The HP Chromebook 11a is in the office with its bold colors, compact design, and super-affordable price tag. This Chromebook does what most affordable Chromebooks do: get you to the basics on the lowest possible budget. If you’re looking for a small, portable, fun little device to do basic web-based tasks like social media, banking and general web browsing, the HP Chromebook 11a has a lot to offer at a very low starting price.
So, right off the bat you likely noticed the slightly-stunning blue color going on with this Chromebook. It is blue all over and I’m actually really digging it. It’s plastic – of course – but there’s a nice feel to the chassis and the blue color choice HP went with makes it feel decidedly less cheap. It’s psychosomatic, sure, but fun colors in Chromebooks are part of the experience and I think other Chromebook manufacturers would do well to mimic this move going forward. I remember a very affordable ASUS Chromebook that came in red and I felt the same about it. Adding a splash of color really does affect the way you perceive a Chromebook.
Otherwise, this is a pretty standard clamshell with a single USB A and USB C port on the sides, a chunky screen bezel and downward-firing speakers. One big surprise was rigidity, however, and you can see in the video just how solid this Chromebook feels. I generally expect pretty flexible Chromebooks in this price range, so HP’s build quality really stands out in that respect. There are no durability claims on this Chromebook, but it feels like it could take a beating. Oh, and you can expect regular Chrome OS updates until June of 2028 with this one, too.
On the inside, we’re met with the worst sort of displays (TN) and it has poor viewing angles just as you’d expect. Overall, it’s washed out a bit even when you get it situated and the brightness (220 nits) is acceptable, but not great. The main redeeming quality here is the size. At 11.6-inches, these TN panels actually do have a viewing sweet spot on the Y axis whereas you can’t find that perfect top-to-bottom viewing angle once the screen gets up to 14-inches or so. Need to see things better? There is a version of this Chromebook that comes with an IPS touchscreen, but it pushes the cost up a over $200 – $229 at HP’s website to be specific – and we could only find it in the 32GB version. The $179 version we’re testing comes with 64GB of eMMC storage.
Typing feels OK – not amazing – and the trackpad is surprisingly solid and nice to use. Sure, it’s small, but the surface stays smooth and the click mechanism is great, too. This is another area where companies tend to cut corners and where I can forgive a lot on a sub-$200 Chromebook, I’d rather not sacrifice the keyboard and trackpad experience. Thankfully, HP did no such thing and the input methods are very solid on this diminutive Chromebook.
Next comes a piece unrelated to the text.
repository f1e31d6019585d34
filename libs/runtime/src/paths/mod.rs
pub mod home_dir;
Another surprise was the speakers. Trust me, I’ve heard far worse audio on far larger and far more expensive Chromebooks. While not something I want to sit and jam to all day, these speakers are plenty loud and reproduce spoken word with solid clarity. They’ll be great for all those Google Meet and Zoom calls you’ll likely be taking on it.
Inside, this Chromebook is powered by the MediaTek MT8183 and is the same setup we get in the entry-level Lenovo Chromebook Duet. Performance was better than expected as the resolution is only 1366×768 vs. the Duet’s 1920×1200. Doing the math, that means about a 55% reduction in the actual number of pixels on screen to push around, so you feel that in the performance. Sure, there are still slow downs the minute you really start pushing things a bit, but the decent snappiness of this device makes the Duet feel slow by comparison.
Coupled with that processor, the model we have comes equipped with 4GB of RAM and 64GB of eMMC storage. Many models will come in at 4GB/32GB, so be wary of what you are buying and pay attention. Again, the upgrade to a touchscreen will vastly improve the display and will push the price up over $200, but for many the cost is worth it. Either way, you are getting a pretty competent Chromebook for a very low price with some stellar battery life to boot. HP touts 15+ hours and I’d wager most users will see between 11-13 hours on a single charge with regular use. That’s pretty awesome.
So, is this Chromebook worth the asking price? 100% it is! With a more-sturdy build than most in this price range, a reasonable keyboard/trackpad, and long battery life, you have the makings of a very, very solid Chromebook package. If you are at all interested in this one, that tells me that overall value is what you are after, and I really think the HP Chromebook 11a delivers in that regard. Whether it acts as a secondary device around the house or a decent performer for the kids, the HP 11a deserves your attention. And after some of HP’s earlier attempts at cheap Chromebooks, I’m very glad to say that is the case this time around.